Polymer-Based Self-Assembled Drug Delivery Systems for Glaucoma Treatment: Design Strategies and Recent Advances

Round 1

Reviewer 1 Report

Comments and Suggestions for Authors

This manuscript reviewed the strategy of using polymer-based delivery systems for glaucoma treatment including Eye drops, Hydrogels and Contact lenses. The manuscript was well-written. However, some revision is needed.

- The title and introduction focused on self-assembled polymers, but I could see that such use was only in eye drops and hydrogels, but not in contact lenses. Revision is needed to include the use of self-assembled polymers in contact lenses or revise the title and introduction to be only the polymer-based delivery system.

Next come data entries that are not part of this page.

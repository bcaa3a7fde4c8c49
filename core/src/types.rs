//! Wire types for the todo API.
//!
//! # Design
//! The server and the client core share these definitions, so the JSON
//! shape is fixed in one place. Field names are camelCase on the wire
//! (`dueDate`, `createdAt`, `updatedAt`).
//!
//! `UpdateTodo` uses `Patch<T>` for every optional field so a request can
//! distinguish "key omitted" from "key present with `null`". The service
//! decides what each of those means per field.

use std::fmt;

use chrono::{DateTime, Utc};
use serde::{Deserialize, Deserializer, Serialize, Serializer};
use validator::{Validate, ValidationError};

use crate::timestamp;

/// A single todo item as stored and returned by the API.
#[derive(Debug, Clone, Serialize, Deserialize, PartialEq, Eq)]
#[serde(rename_all = "camelCase")]
pub struct Todo {
    pub id: i64,
    pub title: String,
    pub description: Option<String>,
    pub completed: bool,
    pub priority: Priority,
    pub due_date: Option<DateTime<Utc>>,
    pub created_at: DateTime<Utc>,
    pub updated_at: DateTime<Utc>,
}

/// Urgency of a todo, carried on the wire as `0`, `1` or `2`.
#[derive(Debug, Clone, Copy, Default, PartialEq, Eq, PartialOrd, Ord, Hash, Serialize, Deserialize)]
#[serde(try_from = "i64", into = "i64")]
pub enum Priority {
    #[default]
    Low = 0,
    Medium = 1,
    High = 2,
}

#[derive(Debug, Clone, Copy, PartialEq, Eq, thiserror::Error)]
#[error("priority must be 0 (low), 1 (medium) or 2 (high), got {0}")]
pub struct InvalidPriority(pub i64);

impl TryFrom<i64> for Priority {
    type Error = InvalidPriority;

    fn try_from(level: i64) -> Result<Self, Self::Error> {
        match level {
            0 => Ok(Priority::Low),
            1 => Ok(Priority::Medium),
            2 => Ok(Priority::High),
            other => Err(InvalidPriority(other)),
        }
    }
}

impl From<Priority> for i64 {
    fn from(priority: Priority) -> Self {
        priority as i64
    }
}

impl fmt::Display for Priority {
    fn fmt(&self, f: &mut fmt::Formatter<'_>) -> fmt::Result {
        write!(f, "{}", i64::from(*self))
    }
}

/// Request payload for creating a new todo. New todos always start out
/// incomplete; there is no `completed` field.
#[derive(Debug, Clone, Serialize, Deserialize, Validate)]
#[serde(rename_all = "camelCase")]
pub struct CreateTodo {
    #[validate(
        custom(function = "not_blank", message = "title must not be blank"),
        length(max = 255, message = "title must be at most 255 characters")
    )]
    pub title: String,
    #[serde(default, skip_serializing_if = "Option::is_none")]
    pub description: Option<String>,
    /// Defaults to `Priority::Low` when omitted or `null`.
    #[serde(default, skip_serializing_if = "Option::is_none")]
    pub priority: Option<Priority>,
    /// RFC 3339, or a local date-time without offset read as UTC.
    #[serde(
        default,
        deserialize_with = "timestamp::deserialize_option",
        skip_serializing_if = "Option::is_none"
    )]
    pub due_date: Option<DateTime<Utc>>,
}

impl CreateTodo {
    pub fn new(title: impl Into<String>) -> Self {
        Self {
            title: title.into(),
            description: None,
            priority: None,
            due_date: None,
        }
    }
}

/// Request payload for replacing an existing todo.
///
/// `title` is always required. `description` and `dueDate` are overwritten
/// on every update, so omitting them clears the stored value. `completed`
/// and `priority` are only changed when a value is supplied.
#[derive(Debug, Clone, Serialize, Deserialize, Validate)]
#[serde(rename_all = "camelCase")]
pub struct UpdateTodo {
    #[validate(
        custom(function = "not_blank", message = "title must not be blank"),
        length(max = 255, message = "title must be at most 255 characters")
    )]
    pub title: String,
    #[serde(default, skip_serializing_if = "Patch::is_absent")]
    pub description: Patch<String>,
    #[serde(default, skip_serializing_if = "Patch::is_absent")]
    pub completed: Patch<bool>,
    #[serde(default, skip_serializing_if = "Patch::is_absent")]
    pub priority: Patch<Priority>,
    #[serde(
        default,
        deserialize_with = "timestamp::deserialize_patch",
        skip_serializing_if = "Patch::is_absent"
    )]
    pub due_date: Patch<DateTime<Utc>>,
}

impl UpdateTodo {
    pub fn new(title: impl Into<String>) -> Self {
        Self {
            title: title.into(),
            description: Patch::Absent,
            completed: Patch::Absent,
            priority: Patch::Absent,
            due_date: Patch::Absent,
        }
    }
}

fn not_blank(title: &str) -> Result<(), ValidationError> {
    if title.trim().is_empty() {
        return Err(ValidationError::new("blank"));
    }
    Ok(())
}

/// One field of a partial update.
///
/// `Absent` is produced by `#[serde(default)]` when the key is missing,
/// `Null` when the key carries JSON `null`, and `Value` otherwise.
#[derive(Debug, Clone, Default, PartialEq, Eq)]
pub enum Patch<T> {
    #[default]
    Absent,
    Null,
    Value(T),
}

impl<T> Patch<T> {
    pub fn is_absent(&self) -> bool {
        matches!(self, Patch::Absent)
    }

    /// The supplied value, if any. `Absent` and `Null` both yield `None`.
    pub fn into_value(self) -> Option<T> {
        match self {
            Patch::Value(value) => Some(value),
            Patch::Absent | Patch::Null => None,
        }
    }
}

impl<T> From<Option<T>> for Patch<T> {
    fn from(value: Option<T>) -> Self {
        value.map_or(Patch::Null, Patch::Value)
    }
}

impl<'de, T: Deserialize<'de>> Deserialize<'de> for Patch<T> {
    fn deserialize<D: Deserializer<'de>>(deserializer: D) -> Result<Self, D::Error> {
        Option::<T>::deserialize(deserializer).map(Patch::from)
    }
}

impl<T: Serialize> Serialize for Patch<T> {
    fn serialize<S: Serializer>(&self, serializer: S) -> Result<S::Ok, S::Error> {
        match self {
            Patch::Value(value) => value.serialize(serializer),
            Patch::Absent | Patch::Null => serializer.serialize_none(),
        }
    }
}

/// Payload of the health endpoint.
#[derive(Debug, Clone, Serialize, Deserialize, PartialEq, Eq)]
pub struct HealthStatus {
    pub status: String,
    pub service: String,
    pub version: String,
    pub environment: String,
    pub timestamp: DateTime<Utc>,
}

#[cfg(test)]
mod tests {
    use super::*;

    #[test]
    fn todo_serializes_with_camel_case_fields() {
        let now = DateTime::parse_from_rfc3339("2024-05-01T08:30:00Z").unwrap().with_timezone(&Utc);
        let todo = Todo {
            id: 7,
            title: "Test".to_string(),
            description: None,
            completed: false,
            priority: Priority::High,
            due_date: Some(now),
            created_at: now,
            updated_at: now,
        };
        let json = serde_json::to_value(&todo).unwrap();
        assert_eq!(json["id"], 7);
        assert_eq!(json["priority"], 2);
        assert_eq!(json["description"], serde_json::Value::Null);
        assert_eq!(json["dueDate"], "2024-05-01T08:30:00Z");
        assert!(json.get("createdAt").is_some());
        assert!(json.get("due_date").is_none());
    }

    #[test]
    fn priority_rejects_out_of_range_levels() {
        assert_eq!(serde_json::from_str::<Priority>("1").unwrap(), Priority::Medium);
        assert!(serde_json::from_str::<Priority>("3").is_err());
        assert!(serde_json::from_str::<Priority>("-1").is_err());
        assert_eq!(Priority::try_from(9), Err(InvalidPriority(9)));
    }

    #[test]
    fn priorities_are_ordered() {
        assert!(Priority::Low < Priority::Medium);
        assert!(Priority::Medium < Priority::High);
    }

    #[test]
    fn create_todo_fields_default_when_omitted() {
        let input: CreateTodo = serde_json::from_str(r#"{"title":"No extras"}"#).unwrap();
        assert_eq!(input.title, "No extras");
        assert!(input.description.is_none());
        assert!(input.priority.is_none());
        assert!(input.due_date.is_none());
    }

    #[test]
    fn create_todo_accepts_null_priority() {
        let input: CreateTodo = serde_json::from_str(r#"{"title":"x","priority":null}"#).unwrap();
        assert!(input.priority.is_none());
    }

    #[test]
    fn create_todo_rejects_missing_title() {
        let result: Result<CreateTodo, _> = serde_json::from_str(r#"{"priority":1}"#);
        assert!(result.is_err());
    }

    #[test]
    fn blank_title_fails_validation() {
        assert!(CreateTodo::new("   ").validate().is_err());
        assert!(CreateTodo::new("").validate().is_err());
        assert!(UpdateTodo::new("\t").validate().is_err());
        assert!(CreateTodo::new("Buy milk").validate().is_ok());
    }

    #[test]
    fn title_length_is_counted_in_characters() {
        assert!(CreateTodo::new("é".repeat(255)).validate().is_ok());
        assert!(CreateTodo::new("a".repeat(256)).validate().is_err());
    }

    #[test]
    fn update_distinguishes_absent_from_null() {
        let input: UpdateTodo =
            serde_json::from_str(r#"{"title":"t","description":null,"completed":true}"#).unwrap();
        assert_eq!(input.description, Patch::Null);
        assert_eq!(input.completed, Patch::Value(true));
        assert_eq!(input.priority, Patch::Absent);
        assert_eq!(input.due_date, Patch::Absent);
    }

    #[test]
    fn update_serializes_only_present_patches() {
        let mut input = UpdateTodo::new("t");
        input.description = Patch::Null;
        input.priority = Patch::Value(Priority::Medium);
        let json = serde_json::to_value(&input).unwrap();
        assert_eq!(json["description"], serde_json::Value::Null);
        assert_eq!(json["priority"], 1);
        assert!(json.get("completed").is_none());
        assert!(json.get("dueDate").is_none());
    }

    #[test]
    fn due_date_accepts_local_date_time() {
        let create: CreateTodo =
            serde_json::from_str(r#"{"title":"x","dueDate":"2024-05-01T10:00:00"}"#).unwrap();
        let expected = DateTime::parse_from_rfc3339("2024-05-01T10:00:00Z").unwrap().with_timezone(&Utc);
        assert_eq!(create.due_date, Some(expected));

        let update: UpdateTodo =
            serde_json::from_str(r#"{"title":"x","dueDate":"2024-05-01T10:00:00"}"#).unwrap();
        assert_eq!(update.due_date, Patch::Value(expected));
        let update: UpdateTodo = serde_json::from_str(r#"{"title":"x","dueDate":null}"#).unwrap();
        assert_eq!(update.due_date, Patch::Null);
        let update: UpdateTodo = serde_json::from_str(r#"{"title":"x"}"#).unwrap();
        assert_eq!(update.due_date, Patch::Absent);
    }

    #[test]
    fn due_date_rejects_unparseable_text() {
        let result: Result<CreateTodo, _> = serde_json::from_str(r#"{"title":"x","dueDate":"soon"}"#);
        assert!(result.is_err());
    }

    #[test]
    fn patch_into_value_collapses_absent_and_null() {
        assert_eq!(Patch::<i32>::Absent.into_value(), None);
        assert_eq!(Patch::<i32>::Null.into_value(), None);
        assert_eq!(Patch::Value(3).into_value(), Some(3));
    }
}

-Section 2.1's title should be changed to Eye Drops since the content also included other techniques for drug delivery improvement, not just self-assembled polymer.

-The reference for the effect of particle size was just only one ([50]). More reviewed references should be included and reviewed.

- Summary and outlook should be revised. At the moment, it was just a repeatedly brief content of the whole manuscript and rather long. This section should not duplicate the content previously described and should focus on the outlook or perspective of the techniques described.

Comments on the Quality of English Language

Some minor revisions should be conducted for better comprehension.

Author Response

This manuscript reviewed the strategy of using polymer-based delivery systems for glaucoma treatment including Eye drops, Hydrogels and Contact lenses. The manuscript was well-written. However, some revision is needed.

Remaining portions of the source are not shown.